La Commission se félicite du fait que le Gouvernement démocratique
ait l'intention de transférer la juridiction des prisons de
l'administration militaire à l'administration civile.
Néanmoins, elle souhaite indiquer que les problèmes les plus
urgents du système carcéral qui doivent être attaqués immédiatement
sont l'insuffisance d'alimentation, l'absence de soins médicaux et le
manque de procédures judiciaires offertes aux prisonniers.
La Commission estime indispensable de créer une commission spéciale
relevant du Ministère de la justice pour examiner immédiatement la
situation des détenus. On aura
besoin d'une aide internationale et la Commission exhorte la communauté
internationale à apporter également une aide à ces activités. 315.

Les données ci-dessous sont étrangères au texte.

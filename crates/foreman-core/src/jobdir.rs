//! The `jobdir` try-job intake path: a watched maildir-style directory
//! (`new/`, `cur/`, `tmp/`) that a submission tool drops netstring-framed
//! job files into. Consuming a job is a POSIX rename from `new/` into
//! `cur/`, the same atomicity maildir itself relies on -- a reader never
//! observes a partially-written file because writers are expected to
//! write into `tmp/` and rename into `new/` themselves.
//!
//! This is one of the two try-job wire paths named alongside the
//! credentialed RPC channel; `foreman-cli` polls it for the `serve`
//! command, but the read/parse/move behavior itself belongs here since
//! it's intake logic, not CLI plumbing.

use std::path::{Path, PathBuf};

use tokio::fs;

use crate::error::TryJobError;
use crate::tryjob::{parse_tryjob, TryJob};

/// A maildir-style try-job intake directory.
pub struct JobDir {
    root: PathBuf,
}

impl JobDir {
    /// Opens `root`, creating `new/`, `cur/`, and `tmp/` under it if
    /// they don't already exist.
    pub async fn open(root: impl Into<PathBuf>) -> std::io::Result<Self> {
        let root = root.into();
        for sub in ["new", "cur", "tmp"] {
            fs::create_dir_all(root.join(sub)).await?;
        }
        Ok(Self { root })
    }

    fn new_dir(&self) -> PathBuf {
        self.root.join("new")
    }

    fn cur_dir(&self) -> PathBuf {
        self.root.join("cur")
    }

    /// Reads every file currently in `new/`, parses it as a
    /// netstring-framed try job, and renames it into `cur/` regardless
    /// of whether parsing succeeded -- a malformed job file is moved
    /// aside rather than re-read on every poll.
    pub async fn poll(&self) -> std::io::Result<Vec<(PathBuf, Result<TryJob, TryJobError>)>> {
        let mut out = Vec::new();
        let mut entries = fs::read_dir(self.new_dir()).await?;
        while let Some(entry) = entries.next_entry().await? {
            let path = entry.path();
            if !entry.file_type().await?.is_file() {
                continue;
            }
            let bytes = fs::read(&path).await?;
            let parsed = parse_tryjob(&bytes);
            let dest = self.cur_dir().join(entry.file_name());
            fs::rename(&path, &dest).await?;
            out.push((dest, parsed));
        }
        Ok(out)
    }

    /// Writes a pre-framed netstring job submission into `tmp/` then
    /// atomically renames it into `new/`, the write side of the same
    /// maildir convention. Exposed for test fixtures and for a local
    /// submission tool that wants to drop a job directly onto disk
    /// instead of going over the RPC channel.
    pub async fn submit(&self, file_name: &str, framed: &[u8]) -> std::io::Result<PathBuf> {
        let tmp_path = self.root.join("tmp").join(file_name);
        fs::write(&tmp_path, framed).await?;
        let new_path = self.new_dir().join(file_name);
        fs::rename(&tmp_path, &new_path).await?;
        Ok(new_path)
    }

    pub fn root(&self) -> &Path {
        &self.root
    }
}

#[cfg(test)]
mod tests {
    use super::*;
    use crate::tryjob::serialize_tryjob_v5;
    use std::collections::BTreeMap;

    fn sample_job() -> TryJob {
        TryJob {
            job_id: "x".to_string(),
            branch: Some("trunk".to_string()),
            baserev: Some("1".to_string()),
            patch_level: 1,
            patch_body: "diff".to_string(),
            repository: Some("r".to_string()),
            project: Some("p".to_string()),
            who: Some("u".to_string()),
            comment: Some("c".to_string()),
            builder_names: vec!["a".to_string(), "c".to_string()],
            properties: BTreeMap::from([("k".to_string(), serde_json::json!("v"))]),
        }
    }

    #[tokio::test]
    async fn submitted_job_is_polled_and_moved_to_cur() {
        let tmp = tempfile::tempdir().unwrap();
        let jobdir = JobDir::open(tmp.path()).await.unwrap();

        let framed = serialize_tryjob_v5(&sample_job());
        jobdir.submit("job1", &framed).await.unwrap();

        assert!(jobdir.new_dir().join("job1").exists());
        assert!(!jobdir.cur_dir().join("job1").exists());

        let polled = jobdir.poll().await.unwrap();
        assert_eq!(polled.len(), 1);
        let (path, result) = &polled[0];
        assert_eq!(*path, jobdir.cur_dir().join("job1"));
        let job = result.as_ref().unwrap();
        assert_eq!(job.job_id, "x");
        assert_eq!(job.builder_names, vec!["a".to_string(), "c".to_string()]);

        assert!(!jobdir.new_dir().join("job1").exists());
        assert!(jobdir.cur_dir().join("job1").exists());
    }

    #[tokio::test]
    async fn malformed_job_file_is_still_moved_aside() {
        let tmp = tempfile::tempdir().unwrap();
        let jobdir = JobDir::open(tmp.path()).await.unwrap();

        jobdir.submit("garbage", b"not a netstring").await.unwrap();

        let polled = jobdir.poll().await.unwrap();
        assert_eq!(polled.len(), 1);
        assert!(polled[0].1.is_err());
        assert!(jobdir.cur_dir().join("garbage").exists());
    }

    #[tokio::test]
    async fn poll_with_no_new_jobs_is_empty() {
        let tmp = tempfile::tempdir().unwrap();
        let jobdir = JobDir::open(tmp.path()).await.unwrap();
        assert!(jobdir.poll().await.unwrap().is_empty());
    }
}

La pratique institutionnalisée d'une violence impunie, à la suite
de la domination par les militaires de l'administration de la justice, a empêché
les victimes de violations des droits de l'homme de revendiquer leurs
garanties judiciaires. La
Commission estime que le Gouvernement constitutionnel a pour devoir inéluctable
de procéder à des enquêtes et d'établir les responsabilités des
violations des droits de l'homme dont la population a pâti durant les trois
années de dictature militaire. La
Commission voit avec satisfaction la création récente de la Commission de
la vérité et de la justice par le Gouvernement haïtien et exprime sa
confiance à l'égard du travail rapide et efficace que cette institution va
exécuter. 316.
Le rétablissement du Gouvernement constitutionnel en Haïti et les
programmes d'aide économique mis en place par la communauté internationale
ont créé un climat prometteur aussi bien dans le pays qu'à l'étranger.
En particulier, la population haïtienne, qui a subi des souffrances
de toutes sortes, est maintenant pleine d'espoir.
La situation économique et sociale d'Haïti est caractérisée par
le marasme économique et par un chômage sur grande échelle; l'absence de
services publics fondamentaux, tels que l'eau et l'électricité, jointe à
l'insalubrité et à la malnutrition dont souffrent la majorité des Haïtiens,
souligne le caractère urgent de la réalisation de programmes d'aide
financière et de coopération technique pour le développement du pays. Malheureusement, le retard de l'aide financière n'a pas
permis de répondre aux besoins et d'améliorer l'existence quotidienne des
secteurs les plus pauvres du pays et a suscité des sentiments de
frustration. Il est donc
absolument indispensable que l'aide internationale renforce le plus
rapidement la capacité économique du pays. 317.
Conformément aux fonctions que lui confient la Charte de l'OEA et la
Convention américaine relative aux droits de l'homme, la Commission
poursuivra ses activités de protection et de promotion des droits de
l'homme en Haïti et renouvelle son offre de collaboration au Gouvernement
constitutionnel de la République d'Haïti.